* WHAT YOU WILL DO:
Search the listing for the word "Default". Copy every line where it is found.

******

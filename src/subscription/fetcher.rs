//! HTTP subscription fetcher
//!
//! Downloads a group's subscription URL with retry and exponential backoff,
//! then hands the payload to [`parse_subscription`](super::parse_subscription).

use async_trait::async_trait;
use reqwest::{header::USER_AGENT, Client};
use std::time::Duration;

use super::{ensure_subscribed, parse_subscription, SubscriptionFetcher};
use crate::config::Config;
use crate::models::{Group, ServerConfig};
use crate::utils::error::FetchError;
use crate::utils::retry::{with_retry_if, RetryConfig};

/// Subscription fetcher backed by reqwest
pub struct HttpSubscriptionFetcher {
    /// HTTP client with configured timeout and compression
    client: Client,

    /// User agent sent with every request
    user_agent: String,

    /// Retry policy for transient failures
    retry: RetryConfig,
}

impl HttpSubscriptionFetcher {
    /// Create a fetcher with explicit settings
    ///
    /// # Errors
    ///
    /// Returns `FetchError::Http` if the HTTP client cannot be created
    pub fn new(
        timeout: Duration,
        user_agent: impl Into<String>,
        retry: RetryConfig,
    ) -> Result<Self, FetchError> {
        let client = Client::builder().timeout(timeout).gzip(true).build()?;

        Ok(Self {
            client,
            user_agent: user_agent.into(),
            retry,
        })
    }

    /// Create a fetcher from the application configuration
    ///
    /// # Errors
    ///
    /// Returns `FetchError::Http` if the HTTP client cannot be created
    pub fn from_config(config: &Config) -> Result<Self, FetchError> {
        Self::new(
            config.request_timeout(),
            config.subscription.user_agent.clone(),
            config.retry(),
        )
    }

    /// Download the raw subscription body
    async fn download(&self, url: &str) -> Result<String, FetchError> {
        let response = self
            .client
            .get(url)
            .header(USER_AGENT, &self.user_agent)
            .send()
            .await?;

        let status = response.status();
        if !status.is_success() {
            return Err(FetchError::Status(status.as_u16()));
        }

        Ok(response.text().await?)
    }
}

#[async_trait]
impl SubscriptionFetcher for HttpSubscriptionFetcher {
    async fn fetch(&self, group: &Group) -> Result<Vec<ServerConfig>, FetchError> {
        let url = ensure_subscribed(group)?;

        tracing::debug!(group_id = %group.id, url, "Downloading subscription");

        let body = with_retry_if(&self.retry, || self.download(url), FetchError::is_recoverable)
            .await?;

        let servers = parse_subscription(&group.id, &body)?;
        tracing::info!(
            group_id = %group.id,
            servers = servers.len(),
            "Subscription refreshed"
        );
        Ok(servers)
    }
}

******

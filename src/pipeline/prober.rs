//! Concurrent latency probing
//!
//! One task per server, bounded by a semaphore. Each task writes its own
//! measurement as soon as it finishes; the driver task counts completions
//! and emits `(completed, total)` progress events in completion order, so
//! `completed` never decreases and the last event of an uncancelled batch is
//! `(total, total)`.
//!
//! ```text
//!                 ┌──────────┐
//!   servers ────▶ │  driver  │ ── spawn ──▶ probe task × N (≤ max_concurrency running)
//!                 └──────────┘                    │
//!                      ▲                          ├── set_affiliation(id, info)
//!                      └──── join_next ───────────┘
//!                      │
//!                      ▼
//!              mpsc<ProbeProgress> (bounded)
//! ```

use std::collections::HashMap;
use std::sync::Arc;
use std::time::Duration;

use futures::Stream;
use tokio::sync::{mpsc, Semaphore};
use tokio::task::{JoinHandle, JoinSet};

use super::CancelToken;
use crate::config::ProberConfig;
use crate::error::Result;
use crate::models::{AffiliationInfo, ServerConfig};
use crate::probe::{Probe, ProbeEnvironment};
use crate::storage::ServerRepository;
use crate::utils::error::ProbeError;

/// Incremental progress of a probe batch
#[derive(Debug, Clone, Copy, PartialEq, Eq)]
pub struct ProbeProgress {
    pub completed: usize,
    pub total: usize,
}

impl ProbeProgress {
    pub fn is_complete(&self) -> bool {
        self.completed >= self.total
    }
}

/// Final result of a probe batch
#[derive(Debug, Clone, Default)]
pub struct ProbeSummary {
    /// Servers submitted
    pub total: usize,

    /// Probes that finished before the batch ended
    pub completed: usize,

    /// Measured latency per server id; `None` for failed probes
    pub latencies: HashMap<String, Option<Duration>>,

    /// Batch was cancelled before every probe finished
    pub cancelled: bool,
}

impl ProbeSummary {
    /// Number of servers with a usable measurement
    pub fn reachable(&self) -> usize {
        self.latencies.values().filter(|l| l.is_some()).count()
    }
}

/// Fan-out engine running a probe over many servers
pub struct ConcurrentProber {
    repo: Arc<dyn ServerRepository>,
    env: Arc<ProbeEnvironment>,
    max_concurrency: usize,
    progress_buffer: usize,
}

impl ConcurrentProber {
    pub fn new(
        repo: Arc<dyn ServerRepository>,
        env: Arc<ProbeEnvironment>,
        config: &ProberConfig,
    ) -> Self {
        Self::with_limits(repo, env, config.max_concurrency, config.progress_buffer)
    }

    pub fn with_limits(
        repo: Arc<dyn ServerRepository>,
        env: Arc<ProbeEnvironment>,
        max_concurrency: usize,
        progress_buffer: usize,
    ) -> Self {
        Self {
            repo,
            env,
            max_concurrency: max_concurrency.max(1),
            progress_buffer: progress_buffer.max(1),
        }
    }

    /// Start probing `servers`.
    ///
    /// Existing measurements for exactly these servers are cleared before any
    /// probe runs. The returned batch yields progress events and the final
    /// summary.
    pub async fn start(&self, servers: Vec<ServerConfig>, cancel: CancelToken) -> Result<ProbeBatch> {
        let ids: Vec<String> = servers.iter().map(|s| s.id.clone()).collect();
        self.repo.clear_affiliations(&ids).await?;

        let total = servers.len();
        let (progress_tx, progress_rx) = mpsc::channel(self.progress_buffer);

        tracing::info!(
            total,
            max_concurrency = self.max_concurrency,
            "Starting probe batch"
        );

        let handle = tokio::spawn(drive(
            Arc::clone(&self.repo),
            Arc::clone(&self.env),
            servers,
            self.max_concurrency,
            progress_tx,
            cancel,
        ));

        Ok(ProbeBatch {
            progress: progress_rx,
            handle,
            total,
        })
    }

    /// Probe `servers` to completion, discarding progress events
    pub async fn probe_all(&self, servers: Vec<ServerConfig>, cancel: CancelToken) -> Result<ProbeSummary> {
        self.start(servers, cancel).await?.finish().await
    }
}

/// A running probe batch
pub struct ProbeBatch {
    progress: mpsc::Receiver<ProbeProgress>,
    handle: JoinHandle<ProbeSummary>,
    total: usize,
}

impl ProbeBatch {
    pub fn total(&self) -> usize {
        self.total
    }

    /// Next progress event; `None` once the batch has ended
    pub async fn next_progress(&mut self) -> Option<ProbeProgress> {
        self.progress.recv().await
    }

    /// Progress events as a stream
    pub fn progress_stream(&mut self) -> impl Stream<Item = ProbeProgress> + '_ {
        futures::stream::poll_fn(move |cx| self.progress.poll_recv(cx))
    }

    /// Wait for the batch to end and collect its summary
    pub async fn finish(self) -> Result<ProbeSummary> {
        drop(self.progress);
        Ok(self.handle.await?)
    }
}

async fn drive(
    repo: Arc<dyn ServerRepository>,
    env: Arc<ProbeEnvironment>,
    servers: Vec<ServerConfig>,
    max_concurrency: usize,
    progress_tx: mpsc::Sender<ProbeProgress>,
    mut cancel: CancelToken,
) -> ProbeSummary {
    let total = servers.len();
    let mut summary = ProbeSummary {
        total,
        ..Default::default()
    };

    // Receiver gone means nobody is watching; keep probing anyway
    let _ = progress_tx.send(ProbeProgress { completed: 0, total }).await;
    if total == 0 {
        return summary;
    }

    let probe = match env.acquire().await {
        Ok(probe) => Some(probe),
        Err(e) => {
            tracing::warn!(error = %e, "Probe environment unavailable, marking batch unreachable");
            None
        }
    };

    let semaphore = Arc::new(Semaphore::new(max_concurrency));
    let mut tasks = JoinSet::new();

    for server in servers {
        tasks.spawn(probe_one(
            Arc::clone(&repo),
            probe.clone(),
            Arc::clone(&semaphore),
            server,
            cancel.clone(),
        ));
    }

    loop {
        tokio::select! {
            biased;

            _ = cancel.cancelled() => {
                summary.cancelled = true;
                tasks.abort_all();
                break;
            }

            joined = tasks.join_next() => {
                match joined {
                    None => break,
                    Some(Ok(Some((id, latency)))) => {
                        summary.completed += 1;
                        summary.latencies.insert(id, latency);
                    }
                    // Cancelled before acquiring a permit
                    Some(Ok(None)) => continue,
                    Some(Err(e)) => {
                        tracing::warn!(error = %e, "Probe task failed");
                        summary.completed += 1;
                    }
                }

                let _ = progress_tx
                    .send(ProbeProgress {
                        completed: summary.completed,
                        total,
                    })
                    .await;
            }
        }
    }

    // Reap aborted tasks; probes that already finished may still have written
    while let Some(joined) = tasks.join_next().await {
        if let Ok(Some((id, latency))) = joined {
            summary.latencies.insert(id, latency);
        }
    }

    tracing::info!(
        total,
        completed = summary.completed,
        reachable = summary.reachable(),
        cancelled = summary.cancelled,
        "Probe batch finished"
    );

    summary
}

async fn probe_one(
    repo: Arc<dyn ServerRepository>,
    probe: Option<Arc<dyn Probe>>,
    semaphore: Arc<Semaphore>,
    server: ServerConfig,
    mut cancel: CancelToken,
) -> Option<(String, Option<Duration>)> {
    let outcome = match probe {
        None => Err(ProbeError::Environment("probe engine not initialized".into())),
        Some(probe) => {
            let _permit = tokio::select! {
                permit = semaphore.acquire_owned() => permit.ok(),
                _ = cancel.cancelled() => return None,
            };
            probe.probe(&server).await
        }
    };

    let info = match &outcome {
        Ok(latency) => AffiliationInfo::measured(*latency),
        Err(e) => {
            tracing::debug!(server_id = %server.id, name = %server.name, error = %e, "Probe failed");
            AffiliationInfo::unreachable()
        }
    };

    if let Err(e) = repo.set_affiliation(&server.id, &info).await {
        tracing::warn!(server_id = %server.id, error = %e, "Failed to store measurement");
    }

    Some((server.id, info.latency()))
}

******

* SOLUTION BELOW:
#[derive(Debug, Clone, Default)]
        ..Default::default()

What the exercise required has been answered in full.